The ideal moisture for efficient compost-making is similar to that of a well wrung out sponge- moist but not wet.  To check, pick up a handful of compost and squeeze tightly; just one or two drops of water should drip out.  

 

Final Tips for Success

  • Smaller ingredient pieces have more surface area and therefore decompose faster. To speed the process, chop materials into 1-2” sections before adding to your pile or bin.

  • In dry areas, use an old tarp (ripped is fine) to cover the pile to help retain moisture

  • Turn your compost pile weekly to mix the materials and add oxygen (and also prevent it from getting too smelly)

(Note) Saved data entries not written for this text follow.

//! Git Diff Adapter: shells out to `git diff` against a sandboxed repository
//! path. See spec.md §4.8.

use std::path::Path;
use std::process::Command;

use dts_core::{ToolError, ToolResult};
use tracing::warn;

const TEST_PATH_MARKERS: &[&str] = &[
    "/test/", "/tests/", "/__tests__/", "/spec/", "_test.", "_spec.", ".test.", ".spec.",
];

fn validate_revision(rev: &str) -> ToolResult<()> {
    if rev.starts_with('-') {
        return Err(ToolError::BadArguments(format!(
            "invalid revision '{rev}': must not start with '-'"
        )));
    }
    Ok(())
}

/// Run `git diff HEAD` (or `git diff <base>..HEAD` when `base` is supplied)
/// in `repo`. When `filter_tests` is set, hunks whose file path looks like a
/// test file are dropped from the result.
pub fn diff(repo: &Path, base: Option<&str>, filter_tests: bool) -> ToolResult<String> {
    let mut args = vec!["diff".to_string()];
    match base {
        Some(rev) => {
            validate_revision(rev)?;
            args.push(format!("{rev}..HEAD"));
        }
        None => args.push("HEAD".to_string()),
    }

    let output = Command::new("git")
        .args(&args)
        .current_dir(repo)
        .output()
        .map_err(|e| ToolError::GitError(format!("failed to run git: {e}")))?;

    if !output.status.success() {
        let stderr = String::from_utf8_lossy(&output.stderr).into_owned();
        warn!(repo = %repo.display(), %stderr, "git diff failed");
        return Err(ToolError::GitError(stderr));
    }

    let raw = String::from_utf8_lossy(&output.stdout).into_owned();
    Ok(if filter_tests {
        filter_test_hunks(&raw)
    } else {
        raw
    })
}

fn hunk_touches_test_path(hunk: &str) -> bool {
    let header = hunk.lines().next().unwrap_or_default();
    TEST_PATH_MARKERS
        .iter()
        .any(|marker| header.contains(marker))
}

/// Drop every `diff --git` hunk whose header path matches a common test
/// directory or filename convention.
fn filter_test_hunks(raw: &str) -> String {
    let mut kept = Vec::new();
    let mut current: Option<String> = None;

    for line in raw.lines() {
        if line.starts_with("diff --git ") {
            if let Some(hunk) = current.take() {
                if !hunk_touches_test_path(&hunk) {
                    kept.push(hunk);
                }
            }
            current = Some(String::new());
        }
        if let Some(hunk) = current.as_mut() {
            hunk.push_str(line);
            hunk.push('\n');
        }
    }
    if let Some(hunk) = current {
        if !hunk_touches_test_path(&hunk) {
            kept.push(hunk);
        }
    }

    kept.join("")
}

#[cfg(test)]
mod tests {
    use super::*;

    fn run(repo: &Path, args: &[&str]) {
        let status = Command::new("git")
            .args(args)
            .current_dir(repo)
            .status()
            .unwrap();
        assert!(status.success());
    }

    fn init_repo() -> tempfile::TempDir {
        let temp = tempfile::tempdir().unwrap();
        run(temp.path(), &["init"]);
        run(temp.path(), &["config", "user.email", "test@example.com"]);
        run(temp.path(), &["config", "user.name", "test"]);
        std::fs::write(temp.path().join("a.txt"), "one\n").unwrap();
        run(temp.path(), &["add", "."]);
        run(temp.path(), &["commit", "-m", "initial"]);
        temp
    }

    #[test]
    fn diff_against_head_reports_unstaged_changes() {
        let repo = init_repo();
        std::fs::write(repo.path().join("a.txt"), "one\ntwo\n").unwrap();
        let output = diff(repo.path(), None, false).unwrap();
        assert!(output.contains("+two"));
    }

    #[test]
    fn bad_base_revision_is_rejected() {
        let repo = init_repo();
        let err = diff(repo.path(), Some("--upload-pack=evil"), false).unwrap_err();
        assert_eq!(err.code(), "BadArguments");
    }

    #[test]
    fn git_failure_is_surfaced_as_git_error() {
        let temp = tempfile::tempdir().unwrap();
        let err = diff(temp.path(), None, false).unwrap_err();
        assert_eq!(err.code(), "GitError");
    }

    #[test]
    fn filter_tests_drops_test_file_hunks() {
        let raw = "diff --git a/src/lib.rs b/src/lib.rs\n@@ -1 +1 @@\n-old\n+new\ndiff --git a/tests/it.rs b/tests/it.rs\n@@ -1 +1 @@\n-old\n+new\n";
        let filtered = filter_test_hunks(raw);
        assert!(filtered.contains("src/lib.rs"));
        assert!(!filtered.contains("tests/it.rs"));
    }
}
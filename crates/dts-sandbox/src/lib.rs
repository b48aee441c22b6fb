//! Resolves user-supplied paths against a session's sandbox root.
//!
//! Every engine must go through [`resolve`] (or [`resolve_for_create`]) before
//! touching the filesystem; see spec.md §4.2.

use std::path::{Component, Path, PathBuf};

use dts_core::{ToolError, ToolResult};

/// Lexically join `cwd` with `input` and collapse `.`/`..` segments without
/// touching the filesystem. This does not resolve symlinks.
fn lexical_join(cwd: &Path, input: &str) -> PathBuf {
    let joined = if Path::new(input).is_absolute() {
        PathBuf::from(input)
    } else {
        cwd.join(input)
    };

    let mut out = PathBuf::new();
    for component in joined.components() {
        match component {
            Component::ParentDir => {
                out.pop();
            }
            Component::CurDir => {}
            other => out.push(other.as_os_str()),
        }
    }
    out
}

/// Canonicalize the longest existing ancestor of `path`, then re-append the
/// non-existent tail. Lets `create`-style operations validate a parent
/// directory that is itself a symlink without requiring the leaf to exist.
fn canonicalize_existing_prefix(path: &Path) -> std::io::Result<PathBuf> {
    let mut existing = path;
    let mut tail: Vec<&std::ffi::OsStr> = Vec::new();
    loop {
        match existing.canonicalize() {
            Ok(canon) => {
                let mut result = canon;
                for component in tail.iter().rev() {
                    result.push(component);
                }
                return Ok(result);
            }
            Err(_) => {
                let Some(parent) = existing.parent() else {
                    return Err(std::io::Error::new(
                        std::io::ErrorKind::NotFound,
                        "no existing ancestor found",
                    ));
                };
                if let Some(name) = existing.file_name() {
                    tail.push(name);
                }
                existing = parent;
            }
        }
    }
}

fn assert_contained(root: &Path, candidate: &Path, original: &str) -> ToolResult<PathBuf> {
    if candidate == root || candidate.starts_with(root) {
        Ok(candidate.to_path_buf())
    } else {
        Err(ToolError::PathEscape(original.to_string()))
    }
}

/// Resolve a path that must already exist on disk (the common case: `view`,
/// `replace`, `cd`, `code_search`, ...).
pub fn resolve(root: &Path, cwd: &Path, input: &str) -> ToolResult<PathBuf> {
    let lexical = lexical_join(cwd, input);
    let canonical = canonicalize_existing_prefix(&lexical)
        .map_err(|_| ToolError::NotFound(input.to_string()))?;
    assert_contained(root, &canonical, input)
}

/// Resolve a path for an operation that may create the leaf (`file_editor
/// create`). Only the parent directory is required to exist.
pub fn resolve_for_create(root: &Path, cwd: &Path, input: &str) -> ToolResult<PathBuf> {
    let lexical = lexical_join(cwd, input);
    let canonical = canonicalize_existing_prefix(&lexical)
        .map_err(|_| ToolError::PathEscape(input.to_string()))?;
    assert_contained(root, &canonical, input)
}

#[cfg(test)]
mod tests {
    use super::*;

    #[test]
    fn relative_path_resolves_under_cwd() {
        let temp = tempfile::tempdir().unwrap();
        let root = temp.path().canonicalize().unwrap();
        std::fs::create_dir_all(root.join("src")).unwrap();

        let resolved = resolve(&root, &root, "src").unwrap();
        assert_eq!(resolved, root.join("src"));
    }

    #[test]
    fn dotdot_escape_is_rejected() {
        let temp = tempfile::tempdir().unwrap();
        let root = temp.path().join("w");
        std::fs::create_dir_all(&root).unwrap();
        let root = root.canonicalize().unwrap();

        let err = resolve(&root, &root, "../..").unwrap_err();
        assert_eq!(err.code(), "PathEscape");
    }

    #[test]
    fn root_itself_is_allowed() {
        let temp = tempfile::tempdir().unwrap();
        let root = temp.path().canonicalize().unwrap();
        let resolved = resolve(&root, &root, ".").unwrap();
        assert_eq!(resolved, root);
    }

    #[test]
    fn create_allows_nonexistent_leaf_under_existing_parent() {
        let temp = tempfile::tempdir().unwrap();
        let root = temp.path().canonicalize().unwrap();
        let resolved = resolve_for_create(&root, &root, "new_file.txt").unwrap();
        assert_eq!(resolved, root.join("new_file.txt"));
    }

    #[test]
    fn create_rejects_escaping_parent() {
        let temp = tempfile::tempdir().unwrap();
        let root = temp.path().join("w");
        std::fs::create_dir_all(&root).unwrap();
        let root = root.canonicalize().unwrap();

        let err = resolve_for_create(&root, &root, "../escape.txt").unwrap_err();
        assert_eq!(err.code(), "PathEscape");
    }

    #[test]
    fn absolute_path_outside_root_is_rejected() {
        let temp = tempfile::tempdir().unwrap();
        let root = temp.path().canonicalize().unwrap();
        let err = resolve(&root, &root, "/").unwrap_err();
        assert_eq!(err.code(), "PathEscape");
    }
}
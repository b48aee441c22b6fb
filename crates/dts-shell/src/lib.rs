//! Persistent, sentinel-framed shell execution. See spec.md §4.3.
//!
//! One `/bin/sh` subprocess is spawned per session and kept alive across
//! calls. Each command is framed with a unique sentinel so its boundary (and
//! exit code) can be recovered from an interleaved, long-lived stdout stream.
//! A command that exceeds its timeout kills the whole process group and
//! latches the shell as broken: the next call must pass `restart`.

use std::path::Path;
use std::sync::Arc;
use std::time::Duration;

use dts_core::{ToolError, ToolResult, truncate_bytes};
use tokio::io::{AsyncBufReadExt, AsyncReadExt, AsyncWriteExt, BufReader};
use tokio::process::{Child, ChildStdin, ChildStdout, Command};
use tokio::sync::Mutex;
use tracing::warn;
use uuid::Uuid;

/// Result of one command executed against a [`PersistentShell`].
#[derive(Debug, Clone)]
pub struct ShellOutput {
    pub stdout: String,
    pub stderr: String,
    pub exit_code: i32,
    pub stdout_truncated: bool,
    pub stderr_truncated: bool,
}

/// Quote a path for safe interpolation inside a POSIX shell single-quoted
/// string.
fn shell_quote(path: &Path) -> String {
    let raw = path.to_string_lossy();
    format!("'{}'", raw.replace('\'', r"'\''"))
}

fn spawn_child() -> std::io::Result<Child> {
    let mut cmd = Command::new("/bin/sh");
    cmd.stdin(std::process::Stdio::piped());
    cmd.stdout(std::process::Stdio::piped());
    cmd.stderr(std::process::Stdio::piped());
    cmd.kill_on_drop(true);

    // SAFETY: setsid() is async-signal-safe and runs before exec. Isolating
    // the shell in its own process group lets a timed-out command's children
    // be killed together via killpg.
    #[cfg(unix)]
    unsafe {
        cmd.pre_exec(|| {
            libc::setsid();
            Ok(())
        });
    }

    cmd.spawn()
}

fn killpg(child: &Child) {
    if let Some(pid) = child.id() {
        // SAFETY: negating the pid targets the process group; the shell was
        // spawned with setsid so its pid is also its pgid.
        unsafe {
            libc::kill(-(pid as libc::pid_t), libc::SIGKILL);
        }
    }
}

/// A long-lived interactive shell session.
pub struct PersistentShell {
    child: Child,
    stdin: ChildStdin,
    stdout: BufReader<ChildStdout>,
    stderr_buf: Arc<Mutex<Vec<u8>>>,
    stderr_task: tokio::task::JoinHandle<()>,
    broken: bool,
}

impl PersistentShell {
    pub fn spawn() -> ToolResult<Self> {
        let mut child =
            spawn_child().map_err(|e| ToolError::Internal(format!("spawning shell: {e}")))?;
        let stdin = child.stdin.take().expect("piped stdin");
        let stdout = BufReader::new(child.stdout.take().expect("piped stdout"));
        let mut stderr = child.stderr.take().expect("piped stderr");

        let stderr_buf = Arc::new(Mutex::new(Vec::new()));
        let stderr_buf_task = Arc::clone(&stderr_buf);
        let stderr_task = tokio::spawn(async move {
            let mut chunk = [0u8; 4096];
            loop {
                match stderr.read(&mut chunk).await {
                    Ok(0) => break,
                    Ok(n) => stderr_buf_task.lock().await.extend_from_slice(&chunk[..n]),
                    Err(e) => {
                        warn!("shell stderr read error: {e}");
                        break;
                    }
                }
            }
        });

        Ok(Self {
            child,
            stdin,
            stdout,
            stderr_buf,
            stderr_task,
            broken: false,
        })
    }

    /// Tear down the current subprocess (if any) and spawn a fresh one.
    pub async fn restart(&mut self) -> ToolResult<()> {
        killpg(&self.child);
        let _ = self.child.kill().await;
        self.stderr_task.abort();
        let fresh = Self::spawn()?;
        *self = fresh;
        Ok(())
    }

    /// Run `command` with the shell's working directory set to `cwd`,
    /// enforcing `timeout` and truncating each stream to `output_max_bytes`.
    ///
    /// Returns [`ToolError::ShellBroken`] if a prior command timed out and
    /// the shell hasn't been restarted yet, or [`ToolError::CommandTimeout`]
    /// if this call is the one that times out (the shell is left broken).
    pub async fn run(
        &mut self,
        command: &str,
        cwd: &Path,
        timeout: Duration,
        output_max_bytes: usize,
    ) -> ToolResult<ShellOutput> {
        if self.broken {
            return Err(ToolError::ShellBroken);
        }

        let sentinel = format!("__dts_sentinel_{}__", Uuid::new_v4().simple());
        let framed = format!(
            "cd {cwd} && {{ {command}\n}}; __dts_rc=$?; printf '%s %d\\n' '{sentinel}' \"$__dts_rc\"\n",
            cwd = shell_quote(cwd),
        );

        if self.stdin.write_all(framed.as_bytes()).await.is_err() {
            self.broken = true;
            return Err(ToolError::ShellBroken);
        }

        match tokio::time::timeout(timeout, self.read_until_sentinel(&sentinel)).await {
            Ok(Ok((stdout_lines, exit_code))) => {
                let stderr_bytes = std::mem::take(&mut *self.stderr_buf.lock().await);
                let stderr_raw = String::from_utf8_lossy(&stderr_bytes).into_owned();
                let (mut stdout, stdout_truncated) =
                    truncate_bytes(&stdout_lines.join("\n"), output_max_bytes);
                let (mut stderr, stderr_truncated) = truncate_bytes(&stderr_raw, output_max_bytes);
                if stdout_truncated {
                    stdout.push_str(dts_core::TRUNCATION_MARKER);
                }
                if stderr_truncated {
                    stderr.push_str(dts_core::TRUNCATION_MARKER);
                }
                Ok(ShellOutput {
                    stdout,
                    stderr,
                    exit_code,
                    stdout_truncated,
                    stderr_truncated,
                })
            }
            Ok(Err(e)) => {
                self.broken = true;
                Err(e)
            }
            Err(_) => {
                killpg(&self.child);
                self.broken = true;
                Err(ToolError::CommandTimeout(timeout))
            }
        }
    }

    async fn read_until_sentinel(&mut self, sentinel: &str) -> ToolResult<(Vec<String>, i32)> {
        let mut lines = Vec::new();
        loop {
            let mut line = String::new();
            let n = self
                .stdout
                .read_line(&mut line)
                .await
                .map_err(|e| ToolError::Internal(format!("reading shell stdout: {e}")))?;
            if n == 0 {
                return Err(ToolError::ShellBroken);
            }
            let trimmed = line.trim_end_matches('\n');
            if let Some(rest) = trimmed.strip_prefix(sentinel) {
                let exit_code = rest.trim().parse::<i32>().unwrap_or(1);
                return Ok((lines, exit_code));
            }
            lines.push(trimmed.to_string());
        }
    }

    pub fn is_broken(&self) -> bool {
        self.broken
    }
}

impl Drop for PersistentShell {
    fn drop(&mut self) {
        killpg(&self.child);
        self.stderr_task.abort();
    }
}

#[cfg(test)]
mod tests {
    use super::*;

    #[tokio::test]
    async fn runs_simple_command_and_captures_exit_code() {
        let mut shell = PersistentShell::spawn().unwrap();
        let cwd = std::env::temp_dir();
        let out = shell
            .run("echo hello", &cwd, Duration::from_secs(5), 1 << 20)
            .await
            .unwrap();
        assert_eq!(out.stdout, "hello");
        assert_eq!(out.exit_code, 0);
    }

    #[tokio::test]
    async fn exit_code_is_propagated() {
        let mut shell = PersistentShell::spawn().unwrap();
        let cwd = std::env::temp_dir();
        let out = shell
            .run("exit 7", &cwd, Duration::from_secs(5), 1 << 20)
            .await
            .unwrap();
        assert_eq!(out.exit_code, 7);
    }

    #[tokio::test]
    async fn cwd_is_honored_across_calls() {
        let mut shell = PersistentShell::spawn().unwrap();
        let temp = tempfile::tempdir().unwrap();
        std::fs::write(temp.path().join("marker.txt"), b"x").unwrap();

        let out = shell
            .run("ls", temp.path(), Duration::from_secs(5), 1 << 20)
            .await
            .unwrap();
        assert!(out.stdout.contains("marker.txt"));
    }

    #[tokio::test]
    async fn persists_environment_across_calls() {
        let mut shell = PersistentShell::spawn().unwrap();
        let cwd = std::env::temp_dir();
        shell
            .run("export FOO=bar", &cwd, Duration::from_secs(5), 1 << 20)
            .await
            .unwrap();
        let out = shell
            .run("echo $FOO", &cwd, Duration::from_secs(5), 1 << 20)
            .await
            .unwrap();
        assert_eq!(out.stdout, "bar");
    }

    #[tokio::test]
    async fn timeout_breaks_the_shell_until_restart() {
        let mut shell = PersistentShell::spawn().unwrap();
        let cwd = std::env::temp_dir();
        let timed_out = shell
            .run("sleep 5", &cwd, Duration::from_millis(50), 1 << 20)
            .await;
        assert!(matches!(timed_out, Err(ToolError::CommandTimeout(_))));
        assert!(shell.is_broken());

        let blocked = shell
            .run("echo again", &cwd, Duration::from_secs(5), 1 << 20)
            .await;
        assert!(matches!(blocked, Err(ToolError::ShellBroken)));

        shell.restart().await.unwrap();
        let out = shell
            .run("echo recovered", &cwd, Duration::from_secs(5), 1 << 20)
            .await
            .unwrap();
        assert_eq!(out.stdout, "recovered");
    }

    #[tokio::test]
    async fn output_is_truncated_past_budget() {
        let mut shell = PersistentShell::spawn().unwrap();
        let cwd = std::env::temp_dir();
        let out = shell
            .run("yes x | head -c 5000", &cwd, Duration::from_secs(5), 100)
            .await
            .unwrap();
        assert!(out.stdout_truncated);
        assert!(out.stdout.len() <= 100 + dts_core::TRUNCATION_MARKER.len());
    }
}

  • Toss in a handful of soil whenever you add new materials; this increases the number of beneficial microbes

 

Before diving into the project, it is often a good idea to touch base with your local cooperative extension office for suggestions and tips tailored to your part of the country.  The experts there have years of experience with local conditions and can usually provide written reference guides and online sources of helpful information about making compost.

 

Armed with all this knowledge, you are ready to start making rich compost for your garden! Have piles of fun! (Pun intended.)